**TASK ITEM:**
Reply only with how many lines below contain "crate".

**DATASET RECORDS:**
────────────────────
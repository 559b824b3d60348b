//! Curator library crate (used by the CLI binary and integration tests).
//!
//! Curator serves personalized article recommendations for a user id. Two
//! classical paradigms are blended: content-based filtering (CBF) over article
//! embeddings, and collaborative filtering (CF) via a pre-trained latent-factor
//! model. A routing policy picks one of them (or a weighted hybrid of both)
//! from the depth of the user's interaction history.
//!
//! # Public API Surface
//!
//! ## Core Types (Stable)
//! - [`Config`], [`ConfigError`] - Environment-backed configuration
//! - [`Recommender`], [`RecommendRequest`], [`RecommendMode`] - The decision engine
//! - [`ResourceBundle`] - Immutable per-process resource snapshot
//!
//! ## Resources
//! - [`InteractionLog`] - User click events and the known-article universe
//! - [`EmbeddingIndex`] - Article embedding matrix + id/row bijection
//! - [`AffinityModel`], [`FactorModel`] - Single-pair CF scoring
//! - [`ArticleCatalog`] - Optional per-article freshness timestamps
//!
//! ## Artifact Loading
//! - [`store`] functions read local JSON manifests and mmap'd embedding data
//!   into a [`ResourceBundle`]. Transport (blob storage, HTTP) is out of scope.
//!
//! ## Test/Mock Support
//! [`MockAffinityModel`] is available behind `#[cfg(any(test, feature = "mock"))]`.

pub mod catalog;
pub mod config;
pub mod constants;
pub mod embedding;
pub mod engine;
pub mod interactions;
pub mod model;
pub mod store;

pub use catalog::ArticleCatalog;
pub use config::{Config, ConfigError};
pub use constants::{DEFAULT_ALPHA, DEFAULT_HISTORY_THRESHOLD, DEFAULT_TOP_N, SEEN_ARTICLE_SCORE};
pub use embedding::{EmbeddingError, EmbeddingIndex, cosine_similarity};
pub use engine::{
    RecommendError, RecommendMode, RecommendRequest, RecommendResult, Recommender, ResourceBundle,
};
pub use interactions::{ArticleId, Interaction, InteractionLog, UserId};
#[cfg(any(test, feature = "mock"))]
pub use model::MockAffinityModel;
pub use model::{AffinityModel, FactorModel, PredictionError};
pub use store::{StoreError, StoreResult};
────────────────────
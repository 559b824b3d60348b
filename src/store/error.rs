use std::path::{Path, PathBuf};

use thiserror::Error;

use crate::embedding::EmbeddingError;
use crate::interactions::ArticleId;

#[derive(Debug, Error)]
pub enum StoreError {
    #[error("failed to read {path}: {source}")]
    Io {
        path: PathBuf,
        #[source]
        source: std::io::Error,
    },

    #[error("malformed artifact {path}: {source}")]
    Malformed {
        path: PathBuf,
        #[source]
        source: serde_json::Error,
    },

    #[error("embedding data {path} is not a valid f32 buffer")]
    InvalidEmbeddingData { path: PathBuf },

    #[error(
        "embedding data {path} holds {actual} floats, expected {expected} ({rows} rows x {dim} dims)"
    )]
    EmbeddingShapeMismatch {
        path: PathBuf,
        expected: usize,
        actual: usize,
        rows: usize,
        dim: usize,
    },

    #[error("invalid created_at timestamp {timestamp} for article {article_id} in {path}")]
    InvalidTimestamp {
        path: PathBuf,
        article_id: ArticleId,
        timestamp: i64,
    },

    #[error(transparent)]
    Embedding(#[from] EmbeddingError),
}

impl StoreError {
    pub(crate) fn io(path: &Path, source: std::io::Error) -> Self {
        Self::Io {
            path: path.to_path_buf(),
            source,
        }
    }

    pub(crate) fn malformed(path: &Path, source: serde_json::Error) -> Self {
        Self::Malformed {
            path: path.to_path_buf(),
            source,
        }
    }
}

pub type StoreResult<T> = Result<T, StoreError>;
────────────────────
**ANSWER BELOW:**
5